Data is distinct pieces of information, usually formatted in a special way. All software is
divided into two general categories: data and programs. Programs are collections of
instructions for manipulating data.
Data can exist in a variety of forms- as numbers or text on pieces of paper, as bits and bytes
stored in electronic memory, or as facts stored in a persons mind.
Strictly speaking, data is the plural or datum, a single piece of information. In practice,
however, people use data as both the singular and plural form of the word.
The term data is often used to distinguish binary machine- readable information from textual
human- readable information. For example, some applications make a distinction between
data files (files that contain binary data) and text files (files that contain ASCII data).
In database management systems, data files are the files that store the database information,
whereas other files, such as index files and data dictionaries, store administrative information,
known as metadata.
For example: life insurance companies use certain data, such as sex, age and health to make
their insurance rates applicable to each individual.
What is INFORMATION?
It is the answer to a question of some kind.

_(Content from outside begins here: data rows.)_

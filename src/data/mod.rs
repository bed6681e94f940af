//! Synthetic data generators.
//!
//! Each generator takes an explicit `&mut impl Rng`; `seed` builds one
//! generator per unit.

pub mod backtest;
pub mod market;
pub mod portfolio;
pub mod regression;
pub mod residuals;
pub mod seed;

pub use backtest::simulate_backtest;
pub use market::generate_market_data;
pub use portfolio::generate_positions;
pub use regression::{RegressionDataset, TRUE_COEFFICIENTS, generate_regression_dataset};
pub use residuals::resample_residuals;
pub use seed::{Unit, unit_rng};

It is also that from which Data and knowledge can
be derived, as data represents values attributed to parameters, and knowledge signifies
understanding of real things or abstract concepts. As it regards data, the information's
existence is not necessarily coupled to an observer while in the case of knowledge, the
information requires a cognitive observer.
At its most fundamental, information is any propagation of cause and effect within a system.
Information is conveyed either as the content of a message or through direct or
indirect observation of something. That which is perceived can be construed as a message in
its own right, and in that sense, information is always conveyed as the content of a message.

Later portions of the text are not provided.